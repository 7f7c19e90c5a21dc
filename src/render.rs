//! LED matrix light: a render thread owns the panel and paints it one
//! solid color at a time.
//!
//! The `rpi-led-matrix` C library is not thread-safe, so the matrix is
//! created and used on a single dedicated thread. [`MatrixDisplay`] is the
//! clock's handle to it: `render()` only sends a [`Color`] down an `mpsc`
//! channel.
//!
//! ## Rust concepts
//! - `std::sync::mpsc` channels for thread communication
//! - A one-shot "ready" channel to report initialization errors
//! - `for x in rx` to block until the sender is dropped

use crate::actuator::LightDisplay;
use crate::error::DisplayError;
use crate::{Color, PanelConfig};
use rpi_led_matrix::{LedMatrix, LedMatrixOptions, LedRuntimeOptions};
use std::sync::mpsc::{self, Receiver, Sender};
use std::thread::{self, JoinHandle};

/// Open the panel with our hardware defaults.
fn create_matrix(panel: PanelConfig) -> Result<LedMatrix, String> {
    let mut options = LedMatrixOptions::new();
    options.set_rows(panel.rows);
    options.set_cols(panel.cols);
    options.set_hardware_mapping("adafruit-hat");
    options.set_pwm_bits(8).map_err(str::to_string)?;
    options.set_pwm_lsb_nanoseconds(130);

    let mut rt_options = LedRuntimeOptions::new();
    rt_options.set_gpio_slowdown(2); // Pi Zero 2 W requires slowdown=2

    LedMatrix::new(Some(options), Some(rt_options)).map_err(str::to_string)
}

/// Sky light backed by an RGB LED matrix.
pub struct MatrixDisplay {
    tx: Sender<Color>,
    _handle: JoinHandle<()>,
}

impl MatrixDisplay {
    /// Start the render thread and wait until the matrix is initialized.
    ///
    /// `brightness` (0-100) is applied to every color before it is drawn.
    pub fn spawn(panel: PanelConfig, brightness: u8) -> Result<Self, DisplayError> {
        let (tx, rx) = mpsc::channel();
        let (ready_tx, ready_rx) = mpsc::channel();
        let brightness = brightness.min(100);

        let handle = thread::spawn(move || render_loop(rx, ready_tx, panel, brightness));

        match ready_rx.recv() {
            Ok(Ok(())) => {
                tracing::info!(
                    "LED matrix ready: {}x{} at {}% brightness",
                    panel.cols,
                    panel.rows,
                    brightness
                );
                Ok(Self {
                    tx,
                    _handle: handle,
                })
            }
            Ok(Err(e)) => Err(DisplayError::Init(e)),
            Err(_) => Err(DisplayError::Init("render thread exited".to_string())),
        }
    }
}

impl LightDisplay for MatrixDisplay {
    fn render(&mut self, color: Color) -> Result<(), DisplayError> {
        self.tx.send(color).map_err(|_| DisplayError::Disconnected)
    }
}

/// Owns the matrix. Runs until every `MatrixDisplay` sender is dropped,
/// then blanks the panel.
fn render_loop(
    rx: Receiver<Color>,
    ready: Sender<Result<(), String>>,
    panel: PanelConfig,
    brightness: u8,
) {
    let matrix = match create_matrix(panel) {
        Ok(m) => m,
        Err(e) => {
            tracing::error!("Failed to initialize LED matrix: {}", e);
            let _ = ready.send(Err(e));
            return;
        }
    };
    let _ = ready.send(Ok(()));

    let mut canvas = matrix.offscreen_canvas();
    let mut last = None;

    for color in rx {
        if last == Some(color) {
            continue;
        }
        last = Some(color);

        canvas.fill(&color.apply_brightness(brightness).into());
        canvas = matrix.swap(canvas);
    }

    tracing::info!("Render thread: channel closed, blanking panel");
    canvas.clear();
    matrix.swap(canvas);
}
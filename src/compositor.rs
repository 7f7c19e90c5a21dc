//! Sky color: warm sunlight by day, moonlight dimmed by illumination at
//! night.

use crate::Color;
use crate::schedule::{SUNRISE_HOUR, SUNSET_HOUR};
use serde::Serialize;

/// Fixed daylight color.
pub const SUN_COLOR: Color = Color::new(0xE5, 0x60, 0x20);

/// What the light should show for one tick.
#[derive(Clone, Copy, Debug, PartialEq, Serialize, utoipa::ToSchema)]
pub struct Lighting {
    #[schema(value_type = String, example = "E56020")]
    pub color: Color,
    /// 0.0 (dark) to 1.0 (full)
    pub brightness: f64,
}

/// Whether `hour` (0-23) falls between sunrise and sunset.
pub fn is_daylight(hour: u32) -> bool {
    (SUNRISE_HOUR..SUNSET_HOUR).contains(&hour)
}

/// Compose the light for the given hour and lunar phase angle.
///
/// Daylight ignores the moon entirely. At night the configured moon color
/// is scaled by `phase_angle / 180`.
pub fn compose(hour: u32, phase_angle: f64, moon_color: Color) -> Lighting {
    if is_daylight(hour) {
        return Lighting {
            color: SUN_COLOR,
            brightness: 1.0,
        };
    }

    let brightness = phase_angle / 180.0;
    Lighting {
        color: moon_color.scale(brightness),
        brightness,
    }
}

────────────────────

#### AIM OF THE EXERCISE
Find and copy every line in the entries above where the string "struct" occurs.

#### OUTPUT FOR THIS EXERCISE
pub struct MatrixDisplay {
pub struct Lighting {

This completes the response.